* PROBLEM DESCRIPTION *
Report back every line below that carries the word "price".

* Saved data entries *
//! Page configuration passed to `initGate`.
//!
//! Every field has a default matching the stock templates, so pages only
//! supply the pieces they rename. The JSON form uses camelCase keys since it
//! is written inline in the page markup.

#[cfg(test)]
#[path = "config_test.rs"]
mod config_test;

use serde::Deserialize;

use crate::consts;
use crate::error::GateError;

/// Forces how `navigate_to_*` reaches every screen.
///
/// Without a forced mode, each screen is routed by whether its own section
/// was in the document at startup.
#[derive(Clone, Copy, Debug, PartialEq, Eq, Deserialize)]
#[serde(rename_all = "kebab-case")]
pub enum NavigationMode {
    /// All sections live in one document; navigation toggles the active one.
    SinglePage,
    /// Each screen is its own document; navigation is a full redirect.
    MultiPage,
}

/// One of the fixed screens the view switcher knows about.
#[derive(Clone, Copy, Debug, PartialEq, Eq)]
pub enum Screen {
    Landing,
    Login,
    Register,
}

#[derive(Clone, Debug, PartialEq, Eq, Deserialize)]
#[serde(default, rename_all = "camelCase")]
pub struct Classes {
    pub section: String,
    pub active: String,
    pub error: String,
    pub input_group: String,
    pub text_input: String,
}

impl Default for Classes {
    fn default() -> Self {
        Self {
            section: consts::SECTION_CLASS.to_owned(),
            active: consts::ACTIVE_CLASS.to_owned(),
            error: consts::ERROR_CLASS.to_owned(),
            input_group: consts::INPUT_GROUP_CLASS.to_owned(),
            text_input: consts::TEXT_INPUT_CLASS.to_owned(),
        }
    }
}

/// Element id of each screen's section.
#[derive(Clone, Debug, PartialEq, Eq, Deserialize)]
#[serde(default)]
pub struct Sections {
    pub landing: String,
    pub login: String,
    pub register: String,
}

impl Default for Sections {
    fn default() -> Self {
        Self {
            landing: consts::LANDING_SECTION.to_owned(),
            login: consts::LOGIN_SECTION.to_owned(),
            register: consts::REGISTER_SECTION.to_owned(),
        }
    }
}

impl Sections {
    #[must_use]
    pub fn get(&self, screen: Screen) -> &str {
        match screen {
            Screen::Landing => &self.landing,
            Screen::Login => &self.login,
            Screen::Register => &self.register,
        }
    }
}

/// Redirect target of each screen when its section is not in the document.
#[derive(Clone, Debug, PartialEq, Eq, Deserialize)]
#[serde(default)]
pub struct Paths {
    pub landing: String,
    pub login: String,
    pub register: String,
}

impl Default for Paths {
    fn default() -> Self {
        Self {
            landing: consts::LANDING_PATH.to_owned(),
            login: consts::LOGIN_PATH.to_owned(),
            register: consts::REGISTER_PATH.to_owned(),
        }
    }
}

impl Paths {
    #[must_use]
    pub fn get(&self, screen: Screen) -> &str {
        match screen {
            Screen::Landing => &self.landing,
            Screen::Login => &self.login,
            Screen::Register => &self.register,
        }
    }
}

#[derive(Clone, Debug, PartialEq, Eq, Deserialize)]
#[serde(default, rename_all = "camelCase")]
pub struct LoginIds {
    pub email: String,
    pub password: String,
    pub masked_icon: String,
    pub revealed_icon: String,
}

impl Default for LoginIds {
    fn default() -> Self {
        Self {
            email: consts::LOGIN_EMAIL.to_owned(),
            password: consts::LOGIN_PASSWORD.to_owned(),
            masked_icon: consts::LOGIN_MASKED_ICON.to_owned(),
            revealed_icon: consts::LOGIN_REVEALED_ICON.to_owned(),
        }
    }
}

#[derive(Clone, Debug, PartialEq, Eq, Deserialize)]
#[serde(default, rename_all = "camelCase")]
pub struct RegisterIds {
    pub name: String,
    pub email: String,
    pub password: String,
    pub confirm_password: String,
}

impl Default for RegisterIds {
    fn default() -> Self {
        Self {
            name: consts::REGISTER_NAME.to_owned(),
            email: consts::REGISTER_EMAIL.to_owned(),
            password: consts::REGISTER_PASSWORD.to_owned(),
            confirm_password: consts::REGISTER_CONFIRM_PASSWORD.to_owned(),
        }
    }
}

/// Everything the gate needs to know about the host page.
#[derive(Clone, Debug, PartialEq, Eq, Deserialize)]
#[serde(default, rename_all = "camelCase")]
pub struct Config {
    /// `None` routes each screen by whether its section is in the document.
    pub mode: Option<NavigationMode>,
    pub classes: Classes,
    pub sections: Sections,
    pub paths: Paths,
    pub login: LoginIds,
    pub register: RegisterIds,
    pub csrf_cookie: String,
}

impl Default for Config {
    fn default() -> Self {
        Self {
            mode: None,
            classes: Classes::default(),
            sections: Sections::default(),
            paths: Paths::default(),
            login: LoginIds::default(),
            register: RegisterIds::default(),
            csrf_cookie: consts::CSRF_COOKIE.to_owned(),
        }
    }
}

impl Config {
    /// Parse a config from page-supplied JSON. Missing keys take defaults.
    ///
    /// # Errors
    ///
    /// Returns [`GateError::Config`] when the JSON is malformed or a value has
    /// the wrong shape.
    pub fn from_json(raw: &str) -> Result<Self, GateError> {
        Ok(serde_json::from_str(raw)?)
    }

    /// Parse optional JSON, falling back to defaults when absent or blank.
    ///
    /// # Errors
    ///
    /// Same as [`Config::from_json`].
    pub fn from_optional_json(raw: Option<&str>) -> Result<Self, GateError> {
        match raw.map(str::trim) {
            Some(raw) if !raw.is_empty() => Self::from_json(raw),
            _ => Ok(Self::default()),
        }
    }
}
==
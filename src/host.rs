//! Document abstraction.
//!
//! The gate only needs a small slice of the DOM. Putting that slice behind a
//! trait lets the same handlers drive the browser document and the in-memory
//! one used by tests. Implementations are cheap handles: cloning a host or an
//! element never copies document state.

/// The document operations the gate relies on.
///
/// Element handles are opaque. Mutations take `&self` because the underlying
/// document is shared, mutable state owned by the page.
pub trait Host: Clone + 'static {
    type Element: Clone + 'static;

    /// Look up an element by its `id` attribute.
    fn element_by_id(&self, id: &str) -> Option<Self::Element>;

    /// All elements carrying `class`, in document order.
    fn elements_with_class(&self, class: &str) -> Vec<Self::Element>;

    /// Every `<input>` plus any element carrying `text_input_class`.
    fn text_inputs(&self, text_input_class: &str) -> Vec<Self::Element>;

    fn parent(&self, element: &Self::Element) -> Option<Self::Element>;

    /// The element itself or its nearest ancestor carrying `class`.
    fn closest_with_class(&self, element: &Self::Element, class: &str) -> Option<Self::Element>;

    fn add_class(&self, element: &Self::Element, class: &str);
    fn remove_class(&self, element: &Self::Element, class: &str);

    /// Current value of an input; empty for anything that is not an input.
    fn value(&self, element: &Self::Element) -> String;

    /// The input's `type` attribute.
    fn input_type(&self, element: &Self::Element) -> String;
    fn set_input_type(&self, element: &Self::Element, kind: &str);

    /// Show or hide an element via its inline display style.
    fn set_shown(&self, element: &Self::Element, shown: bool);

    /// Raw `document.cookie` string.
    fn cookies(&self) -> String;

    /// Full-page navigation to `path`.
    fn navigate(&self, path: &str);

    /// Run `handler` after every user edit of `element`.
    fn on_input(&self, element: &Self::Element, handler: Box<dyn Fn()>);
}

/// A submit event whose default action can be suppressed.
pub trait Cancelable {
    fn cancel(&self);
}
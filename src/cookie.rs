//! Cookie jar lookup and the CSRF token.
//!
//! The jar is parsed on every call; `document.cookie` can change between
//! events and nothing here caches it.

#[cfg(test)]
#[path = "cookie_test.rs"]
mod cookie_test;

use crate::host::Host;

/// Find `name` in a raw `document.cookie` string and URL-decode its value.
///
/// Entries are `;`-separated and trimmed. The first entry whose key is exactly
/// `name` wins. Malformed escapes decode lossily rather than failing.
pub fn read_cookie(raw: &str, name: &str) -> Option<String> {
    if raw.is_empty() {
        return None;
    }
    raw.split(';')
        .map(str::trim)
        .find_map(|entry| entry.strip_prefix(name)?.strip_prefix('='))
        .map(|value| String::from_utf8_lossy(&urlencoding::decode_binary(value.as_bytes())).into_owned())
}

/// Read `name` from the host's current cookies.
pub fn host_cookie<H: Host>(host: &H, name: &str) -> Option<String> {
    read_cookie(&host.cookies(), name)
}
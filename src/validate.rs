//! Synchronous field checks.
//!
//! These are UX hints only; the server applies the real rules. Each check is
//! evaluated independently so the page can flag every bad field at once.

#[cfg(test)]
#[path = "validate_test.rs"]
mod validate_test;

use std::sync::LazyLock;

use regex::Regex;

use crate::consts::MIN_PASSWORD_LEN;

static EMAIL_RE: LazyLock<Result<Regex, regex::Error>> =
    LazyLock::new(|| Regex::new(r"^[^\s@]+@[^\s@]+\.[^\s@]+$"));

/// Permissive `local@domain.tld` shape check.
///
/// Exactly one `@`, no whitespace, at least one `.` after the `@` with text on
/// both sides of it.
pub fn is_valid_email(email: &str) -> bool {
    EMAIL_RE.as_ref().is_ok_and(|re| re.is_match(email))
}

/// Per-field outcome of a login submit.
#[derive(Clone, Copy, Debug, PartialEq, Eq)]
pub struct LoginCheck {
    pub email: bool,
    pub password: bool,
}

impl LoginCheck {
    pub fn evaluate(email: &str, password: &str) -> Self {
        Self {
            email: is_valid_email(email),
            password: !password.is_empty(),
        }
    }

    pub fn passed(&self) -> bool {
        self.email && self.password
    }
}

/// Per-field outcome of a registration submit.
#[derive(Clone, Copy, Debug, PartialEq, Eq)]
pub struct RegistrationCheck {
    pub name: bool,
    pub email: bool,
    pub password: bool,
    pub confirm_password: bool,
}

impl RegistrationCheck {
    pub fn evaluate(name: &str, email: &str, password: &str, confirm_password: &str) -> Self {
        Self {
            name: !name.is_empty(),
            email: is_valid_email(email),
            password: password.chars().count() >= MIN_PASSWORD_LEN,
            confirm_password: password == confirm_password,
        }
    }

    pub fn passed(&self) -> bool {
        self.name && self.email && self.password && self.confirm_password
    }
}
==
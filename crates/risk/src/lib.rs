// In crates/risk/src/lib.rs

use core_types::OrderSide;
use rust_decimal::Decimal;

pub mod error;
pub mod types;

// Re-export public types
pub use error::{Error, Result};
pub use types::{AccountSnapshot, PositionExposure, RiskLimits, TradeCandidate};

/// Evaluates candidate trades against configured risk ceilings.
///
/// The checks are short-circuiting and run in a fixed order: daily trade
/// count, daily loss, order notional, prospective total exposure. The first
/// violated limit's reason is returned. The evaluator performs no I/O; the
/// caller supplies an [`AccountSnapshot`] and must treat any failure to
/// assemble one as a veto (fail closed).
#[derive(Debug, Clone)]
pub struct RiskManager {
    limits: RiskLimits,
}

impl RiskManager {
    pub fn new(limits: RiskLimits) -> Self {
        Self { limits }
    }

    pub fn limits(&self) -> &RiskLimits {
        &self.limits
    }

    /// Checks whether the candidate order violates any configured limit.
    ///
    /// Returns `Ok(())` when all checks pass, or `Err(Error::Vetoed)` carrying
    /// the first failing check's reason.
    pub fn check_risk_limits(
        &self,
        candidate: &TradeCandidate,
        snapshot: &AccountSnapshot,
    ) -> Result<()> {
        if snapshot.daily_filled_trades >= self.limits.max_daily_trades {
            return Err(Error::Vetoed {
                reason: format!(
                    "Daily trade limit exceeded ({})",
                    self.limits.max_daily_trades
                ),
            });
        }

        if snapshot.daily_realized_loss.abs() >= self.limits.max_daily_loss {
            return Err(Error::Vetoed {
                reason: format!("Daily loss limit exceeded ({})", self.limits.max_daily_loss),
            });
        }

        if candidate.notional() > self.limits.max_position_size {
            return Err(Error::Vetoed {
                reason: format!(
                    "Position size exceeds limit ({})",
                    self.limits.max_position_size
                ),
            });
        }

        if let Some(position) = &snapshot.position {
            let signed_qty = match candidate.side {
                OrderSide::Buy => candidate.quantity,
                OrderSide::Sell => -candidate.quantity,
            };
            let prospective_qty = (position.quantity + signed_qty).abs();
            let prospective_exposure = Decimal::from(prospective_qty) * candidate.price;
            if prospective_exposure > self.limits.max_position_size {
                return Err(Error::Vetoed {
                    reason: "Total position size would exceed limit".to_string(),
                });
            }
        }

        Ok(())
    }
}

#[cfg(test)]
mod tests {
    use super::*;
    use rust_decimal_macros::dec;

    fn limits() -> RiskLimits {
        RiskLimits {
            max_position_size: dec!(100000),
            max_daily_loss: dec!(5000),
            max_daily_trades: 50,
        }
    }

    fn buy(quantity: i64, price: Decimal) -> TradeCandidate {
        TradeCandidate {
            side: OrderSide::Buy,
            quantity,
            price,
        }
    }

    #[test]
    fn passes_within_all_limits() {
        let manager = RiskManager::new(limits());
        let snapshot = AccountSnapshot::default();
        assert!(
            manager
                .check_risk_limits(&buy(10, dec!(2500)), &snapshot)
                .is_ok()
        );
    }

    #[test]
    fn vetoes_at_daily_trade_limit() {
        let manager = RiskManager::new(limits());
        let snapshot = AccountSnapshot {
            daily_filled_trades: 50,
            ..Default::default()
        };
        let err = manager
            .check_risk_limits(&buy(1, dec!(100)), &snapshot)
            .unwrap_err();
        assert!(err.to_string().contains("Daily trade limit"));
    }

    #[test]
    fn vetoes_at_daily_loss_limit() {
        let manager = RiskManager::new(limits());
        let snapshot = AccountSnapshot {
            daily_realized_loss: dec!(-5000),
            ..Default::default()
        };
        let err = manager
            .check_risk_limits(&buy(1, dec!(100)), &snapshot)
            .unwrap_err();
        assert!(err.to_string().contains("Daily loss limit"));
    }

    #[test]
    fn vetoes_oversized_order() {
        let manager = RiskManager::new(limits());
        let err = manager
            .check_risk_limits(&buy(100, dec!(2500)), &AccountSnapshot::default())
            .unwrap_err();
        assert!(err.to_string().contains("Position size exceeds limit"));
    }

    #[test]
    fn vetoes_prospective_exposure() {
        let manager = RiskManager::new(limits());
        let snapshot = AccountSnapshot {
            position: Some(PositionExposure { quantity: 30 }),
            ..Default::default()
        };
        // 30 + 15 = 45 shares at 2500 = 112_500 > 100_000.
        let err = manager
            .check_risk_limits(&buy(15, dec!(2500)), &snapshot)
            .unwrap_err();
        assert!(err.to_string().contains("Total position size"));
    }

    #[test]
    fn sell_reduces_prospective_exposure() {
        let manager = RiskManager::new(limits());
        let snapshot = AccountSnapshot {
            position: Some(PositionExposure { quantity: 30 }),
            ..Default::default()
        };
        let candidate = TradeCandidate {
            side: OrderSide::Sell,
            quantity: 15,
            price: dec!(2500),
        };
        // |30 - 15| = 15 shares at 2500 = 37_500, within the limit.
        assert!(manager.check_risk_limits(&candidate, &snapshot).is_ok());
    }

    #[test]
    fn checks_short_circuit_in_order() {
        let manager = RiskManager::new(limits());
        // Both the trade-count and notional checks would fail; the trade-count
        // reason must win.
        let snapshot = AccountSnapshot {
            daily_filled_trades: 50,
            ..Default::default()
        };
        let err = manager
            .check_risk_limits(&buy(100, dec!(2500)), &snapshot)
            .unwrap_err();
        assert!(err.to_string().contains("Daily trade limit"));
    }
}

* TASK ANSWER *
            let prospective_exposure = Decimal::from(prospective_qty) * candidate.price;
    fn buy(quantity: i64, price: Decimal) -> TradeCandidate {
            price,
            price: dec!(2500),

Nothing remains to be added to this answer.